## Recorded information

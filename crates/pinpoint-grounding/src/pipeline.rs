use std::path::{Path, PathBuf};

use crate::{
    boxes::{DetectionBox, Point2, Region},
    config::RefineConfig,
    cropper::crop,
    detector::{detect, Detections},
    error::GroundingError,
    model::GroundingModel,
    region::enclosing_region,
    select::{select, Selection},
    viz::{NoopVisualizer, Visualizer},
};

/// Prompt and threshold used by [`RefinePipeline::warm_up`].
const WARM_UP_PROMPT: &str = "test";
const WARM_UP_THRESHOLD: f64 = 0.1;

/// The steps of a refinement run, used to label failures.
#[derive(Debug, Clone, Copy, PartialEq, Eq)]
pub enum Stage {
    /// Detection on the full image.
    FirstPass,
    /// Cropping the full image to the region of the first pass boxes.
    Crop,
    /// Detection on the cropped image.
    SecondPass,
    /// Containment filtering and best box selection.
    Selection,
}

impl std::fmt::Display for Stage {
    fn fmt(&self, f: &mut std::fmt::Formatter<'_>) -> std::fmt::Result {
        let name = match self {
            Stage::FirstPass => "first detection pass",
            Stage::Crop => "cropping to the detected region",
            Stage::SecondPass => "second detection pass",
            Stage::Selection => "best box selection",
        };
        f.write_str(name)
    }
}

/// The located object.
#[derive(Debug, Clone, PartialEq)]
pub struct Refinement {
    /// Center of the selected box in cropped image pixels.
    pub center: Point2,
    /// Top-left corner of the crop in source image pixels.
    pub region_top_left: Point2,
    /// The cropped image the second pass ran on.
    pub cropped_image_path: PathBuf,
    /// Enclosing region of the first pass boxes, before rounding and clamping.
    pub region: Region,
    /// The selected box, in cropped image coordinates.
    pub best: DetectionBox,
}

impl Refinement {
    /// The selected center in source image pixels.
    pub fn center_in_source(&self) -> Point2 {
        self.center + self.region_top_left
    }
}

/// Two-pass, coarse-then-refine object localisation.
///
/// The pipeline holds no per-request state, so a single instance can serve
/// concurrent requests whenever the model and visualizer are `Sync`.
pub struct RefinePipeline<M, V = NoopVisualizer> {
    model: M,
    visualizer: V,
    config: RefineConfig,
}

impl<M: GroundingModel> RefinePipeline<M> {
    /// Creates a pipeline that does not render anything.
    pub fn new(model: M, config: RefineConfig) -> Self {
        Self {
            model,
            visualizer: NoopVisualizer,
            config,
        }
    }
}

impl<M: GroundingModel, V: Visualizer> RefinePipeline<M, V> {
    /// Replaces the visualizer.
    pub fn with_visualizer<W: Visualizer>(self, visualizer: W) -> RefinePipeline<M, W> {
        RefinePipeline {
            model: self.model,
            visualizer,
            config: self.config,
        }
    }

    /// The pipeline configuration.
    pub fn config(&self) -> &RefineConfig {
        &self.config
    }

    /// The wrapped model.
    pub fn model(&self) -> &M {
        &self.model
    }

    /// Locates `prompt` in the image using the configured thresholds.
    ///
    /// See [`RefinePipeline::refine`].
    pub fn locate(
        &self,
        image_path: impl AsRef<Path>,
        prompt: &str,
    ) -> Result<Option<Refinement>, GroundingError> {
        self.refine(
            image_path,
            prompt,
            self.config.first_threshold,
            self.config.second_threshold,
        )
    }

    /// Locates `prompt` in the image at `image_path`.
    ///
    /// 1. Detect on the full image with `first_threshold`.
    /// 2. Crop to the region enclosing every first pass box.
    /// 3. Detect on the crop with `second_threshold`.
    /// 4. Select the most specific, most confident box.
    ///
    /// # Returns
    ///
    /// `None` when either pass finds nothing; no crop is written if the first pass
    /// is empty. Otherwise the selected center relative to the cropped image, the
    /// crop's top-left corner in the source image and the cropped image path.
    ///
    /// # Errors
    ///
    /// Any failure is reported as [`GroundingError::DetectionFailure`] naming the
    /// failing [`Stage`]. Nothing is retried.
    pub fn refine(
        &self,
        image_path: impl AsRef<Path>,
        prompt: &str,
        first_threshold: f64,
        second_threshold: f64,
    ) -> Result<Option<Refinement>, GroundingError> {
        let image_path = image_path.as_ref();

        let first = self
            .detect_and_draw(image_path, prompt, first_threshold)
            .map_err(|e| GroundingError::detection_failure(Stage::FirstPass.to_string(), e))?;

        if first.is_empty() {
            log::warn!("no objects detected during the first detection pass");
            return Ok(None);
        }
        log::info!("first pass found {} boxes", first.len());

        let region = enclosing_region(&first.boxes)
            .map_err(|e| GroundingError::detection_failure(Stage::Crop.to_string(), e))?;

        let cropped = crop(&region, image_path, &self.config.output_dir)
            .map_err(|e| GroundingError::detection_failure(Stage::Crop.to_string(), e))?;

        let second = self
            .detect_and_draw(&cropped.path, prompt, second_threshold)
            .map_err(|e| GroundingError::detection_failure(Stage::SecondPass.to_string(), e))?;

        if second.is_empty() {
            log::warn!("no objects detected during the second detection pass");
            return Ok(None);
        }

        let Selection { best, .. } = self
            .select_and_draw(&second)
            .map_err(|e| GroundingError::detection_failure(Stage::Selection.to_string(), e))?;

        Ok(Some(Refinement {
            center: best.scaled.center,
            region_top_left: cropped.window.top_left(),
            cropped_image_path: cropped.path,
            region,
            best,
        }))
    }

    /// Runs a single detection pass and selects the best box, without cropping.
    ///
    /// Returns `None` when nothing clears `threshold`.
    pub fn detect_best(
        &self,
        image_path: impl AsRef<Path>,
        prompt: &str,
        threshold: f64,
    ) -> Result<Option<DetectionBox>, GroundingError> {
        let detections = self
            .detect_and_draw(image_path.as_ref(), prompt, threshold)
            .map_err(|e| GroundingError::detection_failure(Stage::FirstPass.to_string(), e))?;

        if detections.is_empty() {
            return Ok(None);
        }

        let selection = self
            .select_and_draw(&detections)
            .map_err(|e| GroundingError::detection_failure(Stage::Selection.to_string(), e))?;

        Ok(Some(selection.best))
    }

    /// Runs one throwaway detection so that the first real request does not pay the
    /// model start-up cost.
    pub fn warm_up(&self, image_path: impl AsRef<Path>) -> Result<(), GroundingError> {
        let detections = detect(&self.model, image_path, WARM_UP_PROMPT, WARM_UP_THRESHOLD)
            .map_err(|e| GroundingError::detection_failure("warm-up detection", e))?;
        log::info!("warm-up detection finished with {} boxes", detections.len());
        Ok(())
    }

    fn detect_and_draw(
        &self,
        image_path: &Path,
        prompt: &str,
        threshold: f64,
    ) -> Result<Detections, GroundingError> {
        let detections = detect(&self.model, image_path, prompt, threshold)?;

        if self.config.draw_raw {
            match self.visualizer.draw_raw(&detections) {
                Ok(Some(path)) => log::info!("raw detections drawn to {}", path.display()),
                Ok(None) => {}
                Err(e) => log::warn!("failed to draw raw detections: {e}"),
            }
        }

        Ok(detections)
    }

    fn select_and_draw(&self, detections: &Detections) -> Result<Selection, GroundingError> {
        let selection = select(&detections.boxes)?;
        let best = &selection.best;

        log::info!(
            "selected box: confidence {:.3}, center ({:.1}, {:.1}), size ({:.1}, {:.1}), phrase '{}'",
            best.confidence,
            best.scaled.center.x,
            best.scaled.center.y,
            best.scaled.width,
            best.scaled.height,
            best.phrase
        );

        match self
            .visualizer
            .draw_selection(&detections.image, &selection.kept, best)
        {
            Ok(Some(path)) => log::info!("selection drawn to {}", path.display()),
            Ok(None) => {}
            Err(e) => log::warn!("failed to draw the selection: {e}"),
        }

        Ok(selection)
    }
}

## About this exercise
Give the records again, unchanged and complete.

## Solution below
filename crates/pinpoint-grounding/src/pipeline.rs
use std::path::{Path, PathBuf};

use crate::{
    boxes::{DetectionBox, Point2, Region},
    config::RefineConfig,
    cropper::crop,
    detector::{detect, Detections},
    error::GroundingError,
    model::GroundingModel,
    region::enclosing_region,
    select::{select, Selection},
    viz::{NoopVisualizer, Visualizer},
};

/// Prompt and threshold used by [`RefinePipeline::warm_up`].
const WARM_UP_PROMPT: &str = "test";
const WARM_UP_THRESHOLD: f64 = 0.1;

/// The steps of a refinement run, used to label failures.
#[derive(Debug, Clone, Copy, PartialEq, Eq)]
pub enum Stage {
    /// Detection on the full image.
    FirstPass,
    /// Cropping the full image to the region of the first pass boxes.
    Crop,
    /// Detection on the cropped image.
    SecondPass,
    /// Containment filtering and best box selection.
    Selection,
}

impl std::fmt::Display for Stage {
    fn fmt(&self, f: &mut std::fmt::Formatter<'_>) -> std::fmt::Result {
        let name = match self {
            Stage::FirstPass => "first detection pass",
            Stage::Crop => "cropping to the detected region",
            Stage::SecondPass => "second detection pass",
            Stage::Selection => "best box selection",
        };
        f.write_str(name)
    }
}

/// The located object.
#[derive(Debug, Clone, PartialEq)]
pub struct Refinement {
    /// Center of the selected box in cropped image pixels.
    pub center: Point2,
    /// Top-left corner of the crop in source image pixels.
    pub region_top_left: Point2,
    /// The cropped image the second pass ran on.
    pub cropped_image_path: PathBuf,
    /// Enclosing region of the first pass boxes, before rounding and clamping.
    pub region: Region,
    /// The selected box, in cropped image coordinates.
    pub best: DetectionBox,
}

impl Refinement {
    /// The selected center in source image pixels.
    pub fn center_in_source(&self) -> Point2 {
        self.center + self.region_top_left
    }
}

/// Two-pass, coarse-then-refine object localisation.
///
/// The pipeline holds no per-request state, so a single instance can serve
/// concurrent requests whenever the model and visualizer are `Sync`.
pub struct RefinePipeline<M, V = NoopVisualizer> {
    model: M,
    visualizer: V,
    config: RefineConfig,
}

impl<M: GroundingModel> RefinePipeline<M> {
    /// Creates a pipeline that does not render anything.
    pub fn new(model: M, config: RefineConfig) -> Self {
        Self {
            model,
            visualizer: NoopVisualizer,
            config,
        }
    }
}

impl<M: GroundingModel, V: Visualizer> RefinePipeline<M, V> {
    /// Replaces the visualizer.
    pub fn with_visualizer<W: Visualizer>(self, visualizer: W) -> RefinePipeline<M, W> {
        RefinePipeline {
            model: self.model,
            visualizer,
            config: self.config,
        }
    }

    /// The pipeline configuration.
    pub fn config(&self) -> &RefineConfig {
        &self.config
    }

    /// The wrapped model.
    pub fn model(&self) -> &M {
        &self.model
    }

    /// Locates `prompt` in the image using the configured thresholds.
    ///
    /// See [`RefinePipeline::refine`].
    pub fn locate(
        &self,
        image_path: impl AsRef<Path>,
        prompt: &str,
    ) -> Result<Option<Refinement>, GroundingError> {
        self.refine(
            image_path,
            prompt,
            self.config.first_threshold,
            self.config.second_threshold,
        )
    }

    /// Locates `prompt` in the image at `image_path`.
    ///
    /// 1. Detect on the full image with `first_threshold`.
    /// 2. Crop to the region enclosing every first pass box.
    /// 3. Detect on the crop with `second_threshold`.
    /// 4. Select the most specific, most confident box.
    ///
    /// # Returns
    ///
    /// `None` when either pass finds nothing; no crop is written if the first pass
    /// is empty. Otherwise the selected center relative to the cropped image, the
    /// crop's top-left corner in the source image and the cropped image path.
    ///
    /// # Errors
    ///
    /// Any failure is reported as [`GroundingError::DetectionFailure`] naming the
    /// failing [`Stage`]. Nothing is retried.
    pub fn refine(
        &self,
        image_path: impl AsRef<Path>,
        prompt: &str,
        first_threshold: f64,
        second_threshold: f64,
    ) -> Result<Option<Refinement>, GroundingError> {
        let image_path = image_path.as_ref();

        let first = self
            .detect_and_draw(image_path, prompt, first_threshold)
            .map_err(|e| GroundingError::detection_failure(Stage::FirstPass.to_string(), e))?;

        if first.is_empty() {
            log::warn!("no objects detected during the first detection pass");
            return Ok(None);
        }
        log::info!("first pass found {} boxes", first.len());

        let region = enclosing_region(&first.boxes)
            .map_err(|e| GroundingError::detection_failure(Stage::Crop.to_string(), e))?;

        let cropped = crop(&region, image_path, &self.config.output_dir)
            .map_err(|e| GroundingError::detection_failure(Stage::Crop.to_string(), e))?;

        let second = self
            .detect_and_draw(&cropped.path, prompt, second_threshold)
            .map_err(|e| GroundingError::detection_failure(Stage::SecondPass.to_string(), e))?;

        if second.is_empty() {
            log::warn!("no objects detected during the second detection pass");
            return Ok(None);
        }

        let Selection { best, .. } = self
            .select_and_draw(&second)
            .map_err(|e| GroundingError::detection_failure(Stage::Selection.to_string(), e))?;

        Ok(Some(Refinement {
            center: best.scaled.center,
            region_top_left: cropped.window.top_left(),
            cropped_image_path: cropped.path,
            region,
            best,
        }))
    }

    /// Runs a single detection pass and selects the best box, without cropping.
    ///
    /// Returns `None` when nothing clears `threshold`.
    pub fn detect_best(
        &self,
        image_path: impl AsRef<Path>,
        prompt: &str,
        threshold: f64,
    ) -> Result<Option<DetectionBox>, GroundingError> {
        let detections = self
            .detect_and_draw(image_path.as_ref(), prompt, threshold)
            .map_err(|e| GroundingError::detection_failure(Stage::FirstPass.to_string(), e))?;

        if detections.is_empty() {
            return Ok(None);
        }

        let selection = self
            .select_and_draw(&detections)
            .map_err(|e| GroundingError::detection_failure(Stage::Selection.to_string(), e))?;

        Ok(Some(selection.best))
    }

    /// Runs one throwaway detection so that the first real request does not pay the
    /// model start-up cost.
    pub fn warm_up(&self, image_path: impl AsRef<Path>) -> Result<(), GroundingError> {
        let detections = detect(&self.model, image_path, WARM_UP_PROMPT, WARM_UP_THRESHOLD)
            .map_err(|e| GroundingError::detection_failure("warm-up detection", e))?;
        log::info!("warm-up detection finished with {} boxes", detections.len());
        Ok(())
    }

    fn detect_and_draw(
        &self,
        image_path: &Path,
        prompt: &str,
        threshold: f64,
    ) -> Result<Detections, GroundingError> {
        let detections = detect(&self.model, image_path, prompt, threshold)?;

        if self.config.draw_raw {
            match self.visualizer.draw_raw(&detections) {
                Ok(Some(path)) => log::info!("raw detections drawn to {}", path.display()),
                Ok(None) => {}
                Err(e) => log::warn!("failed to draw raw detections: {e}"),
            }
        }

        Ok(detections)
    }

    fn select_and_draw(&self, detections: &Detections) -> Result<Selection, GroundingError> {
        let selection = select(&detections.boxes)?;
        let best = &selection.best;

        log::info!(
            "selected box: confidence {:.3}, center ({:.1}, {:.1}), size ({:.1}, {:.1}), phrase '{}'",
            best.confidence,
            best.scaled.center.x,
            best.scaled.center.y,
            best.scaled.width,
            best.scaled.height,
            best.phrase
        );

        match self
            .visualizer
            .draw_selection(&detections.image, &selection.kept, best)
        {
            Ok(Some(path)) => log::info!("selection drawn to {}", path.display()),
            Ok(None) => {}
            Err(e) => log::warn!("failed to draw the selection: {e}"),
        }

        Ok(selection)
    }
}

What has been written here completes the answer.